Statistics - Histograms and Frequency Polygons

A table shows the weights ($w$) of 50 parcels. For the class $20 < w \leq 30$, the frequency is 15. For the class $30 < w \leq 50$, the frequency is 12. Calculate the frequency density for both classes.

1. For the first class ($20 < w \leq 30$): Class Width = $30 - 20 = 10$. Frequency Density = $15 / 10 = 1.5$.
2. For the second class ($30 < w \leq 50$): Class Width = $50 - 30 = 20$. Frequency Density = $12 / 20 = 0.6$.

To find frequency density, divide frequency by the class width. Even though the second class has a higher frequency (12 vs 15 is not the case, but the width is larger), its height on the histogram will be lower (0.6) compared to the first class (1.5).

In a histogram, the bar for the class $0 < x \leq 5$ has a height of 4 units. If the frequency of this class is 20, find the frequency of a class $5 < x \leq 15$ which has a height of 6 units on the same histogram.

1. Find the scale factor ($k$): $\text{Area} = \text{Width} \times \text{Height} = 5 \times 4 = 20$. Since Area (20) = Frequency (20), $k=1$.
2. Calculate the area of the second bar: $\text{Width} = 15 - 5 = 10$. $\text{Height} = 6$. $\text{Area} = 10 \times 6 = 60$.
3. Since $k=1$, Frequency = 60.

In histograms, frequency is represented by area.
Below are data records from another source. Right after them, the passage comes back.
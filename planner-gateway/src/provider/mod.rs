//! Generation provider abstraction.
//!
//! A provider takes the prior conversation turns plus the new user turn and
//! returns the model's reply text. The composer only depends on the
//! [`Provider`] trait; [`GeminiProvider`] is the production implementation.

mod gemini;

pub use gemini::GeminiProvider;

use async_trait::async_trait;
use planner_common::config::GeminiConfig;
use serde::{Deserialize, Serialize};
use std::sync::Arc;

// ============================================================================
// Provider Trait
// ============================================================================

/// Unified interface for LLM providers.
#[async_trait]
pub trait Provider: Send + Sync {
    /// Get the provider name.
    fn name(&self) -> &str;

    /// Send a chat completion request.
    async fn chat(&self, request: ChatRequest) -> Result<ChatResponse, ProviderError>;
}

/// Error from a provider.
#[derive(Debug, Clone)]
pub struct ProviderError {
    pub provider: String,
    pub model: String,
    pub message: String,
    pub status_code: Option<u16>,
}

impl std::fmt::Display for ProviderError {
    fn fmt(&self, f: &mut std::fmt::Formatter<'_>) -> std::fmt::Result {
        write!(f, "[{}:{}] {}", self.provider, self.model, self.message)
    }
}

impl std::error::Error for ProviderError {}

// ============================================================================
// Request/Response Types
// ============================================================================

/// Role string for turns written by the user.
pub const ROLE_USER: &str = "user";
/// Role string for turns written by the model.
pub const ROLE_MODEL: &str = "model";

/// Unified chat request.
#[derive(Debug, Clone, Serialize, Deserialize)]
pub struct ChatRequest {
    /// Model to use
    pub model: String,
    /// Prior turns followed by the turn being sent
    pub messages: Vec<Message>,
    /// Maximum tokens to generate
    #[serde(skip_serializing_if = "Option::is_none")]
    pub max_tokens: Option<i64>,
    /// Sampling temperature
    #[serde(skip_serializing_if = "Option::is_none")]
    pub temperature: Option<f64>,
}

impl ChatRequest {
    /// Start a chat from prior turns and send one more user message.
    pub fn new(model: impl Into<String>, history: Vec<Message>, message: impl Into<String>) -> Self {
        let mut messages = history;
        messages.push(Message::user(message));
        Self {
            model: model.into(),
            messages,
            max_tokens: None,
            temperature: None,
        }
    }

    /// Apply sampling settings; `None` leaves the API default in place.
    pub fn with_sampling(mut self, temperature: Option<f64>, max_tokens: Option<i64>) -> Self {
        self.temperature = temperature;
        self.max_tokens = max_tokens;
        self
    }

    /// The turn being sent, i.e. the last message.
    pub fn last_message(&self) -> Option<&Message> {
        self.messages.last()
    }
}

/// A message in the conversation.
#[derive(Debug, Clone, PartialEq, Eq, Serialize, Deserialize)]
pub struct Message {
    pub role: String,
    pub content: String,
}

impl Message {
    pub fn user(content: impl Into<String>) -> Self {
        Self {
            role: ROLE_USER.into(),
            content: content.into(),
        }
    }

    pub fn model(content: impl Into<String>) -> Self {
        Self {
            role: ROLE_MODEL.into(),
            content: content.into(),
        }
    }
}

/// Unified chat response.
#[derive(Debug, Clone, Serialize, Deserialize)]
pub struct ChatResponse {
    /// Provider name
    pub provider: String,
    /// Model used
    pub model: String,
    /// Response content
    pub content: String,
    /// Token usage
    pub usage: TokenUsage,
    /// Finish reason
    pub finish_reason: Option<String>,
    /// Response latency in milliseconds
    pub latency_ms: u64,
}

/// Token usage information.
#[derive(Debug, Clone, Default, Serialize, Deserialize)]
pub struct TokenUsage {
    pub input_tokens: i64,
    pub output_tokens: i64,
    pub total_tokens: i64,
}

/// Build the generation provider, or `None` when no API key is configured.
pub fn create_provider(config: &GeminiConfig) -> Option<Arc<dyn Provider>> {
    let Some(key) = config.api_key() else {
        tracing::warn!("GEMINI_API_KEY not set, generation disabled");
        return None;
    };

    let provider = GeminiProvider::new(key).with_base_url(&config.base_url);
    tracing::info!(model = %config.model, "Gemini provider configured");
    Some(Arc::new(provider))
}

#[cfg(test)]
mod tests {
    use super::*;

    #[test]
    fn test_chat_request_appends_user_turn() {
        let request = ChatRequest::new(
            "gemini-1.5-flash",
            vec![Message::user("hi"), Message::model("hello")],
            "how are you?",
        );

        assert_eq!(request.messages.len(), 3);
        assert_eq!(request.last_message(), Some(&Message::user("how are you?")));
        assert_eq!(request.messages[1].role, "model");
    }

    #[test]
    fn test_chat_request_serialization() {
        let request = ChatRequest::new("gemini-1.5-flash", Vec::new(), "Hello");
        let json = serde_json::to_string(&request).unwrap();
        assert!(json.contains("gemini-1.5-flash"));
        assert!(json.contains("Hello"));
        assert!(!json.contains("max_tokens"));

        let json = serde_json::to_string(&request.with_sampling(Some(0.2), Some(256))).unwrap();
        assert!(json.contains(r#""max_tokens":256"#));
        assert!(json.contains(r#""temperature":0.2"#));
    }

    #[test]
    fn test_provider_error_display() {
        let err = ProviderError {
            provider: "gemini".into(),
            model: "gemini-1.5-flash".into(),
            message: "boom".into(),
            status_code: Some(500),
        };
        assert_eq!(err.to_string(), "[gemini:gemini-1.5-flash] boom");
    }

    #[test]
    fn test_create_provider_requires_key() {
        let mut config = GeminiConfig::default();
        assert!(create_provider(&config).is_none());

        config.api_key = Some(String::new());
        assert!(create_provider(&config).is_none());

        config.api_key = Some("key".into());
        let provider = create_provider(&config).unwrap();
        assert_eq!(provider.name(), "gemini");
    }
}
By calculating the area of the known bar and comparing it to its frequency, we determine the relationship (Scale). We then apply that scale to the area of the second bar.

To draw a frequency polygon for the data: $10-20$ (Freq: 5), $20-30$ (Freq: 8), $30-40$ (Freq: 3), what are the coordinates of the points to be plotted?
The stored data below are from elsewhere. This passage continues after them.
//! Planner Gateway - Main entry point.

use anyhow::Result;
use planner_common::config::{load_dotenv, Config};
use planner_common::logging::init_logging;

#[tokio::main]
async fn main() -> Result<()> {
    // Local runs keep GEMINI_API_KEY and friends in .env
    let dotenv = load_dotenv();

    // Load configuration
    let config = Config::load_with_env()?;

    // Initialize logging
    init_logging(&config.observability.log_level, &config.observability.log_format);

    tracing::info!("Planner Gateway v{}", env!("CARGO_PKG_VERSION"));
    if let Some(path) = dotenv {
        tracing::info!(path = %path.display(), "Loaded environment file");
    }

    config.validate()?;

    planner_gateway::start_server(&config).await
}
Point 1: $(\frac{10+20}{2}, 5) = (15, 5)$. Point 2: $(\frac{20+30}{2}, 8) = (25, 8)$. Point 3: $(\frac{30+40}{2}, 3) = (35, 3)$.

A frequency polygon is plotted by using the midpoint of the class interval for the x-coordinate and the actual frequency for the y-coordinate. These points are then joined by straight lines.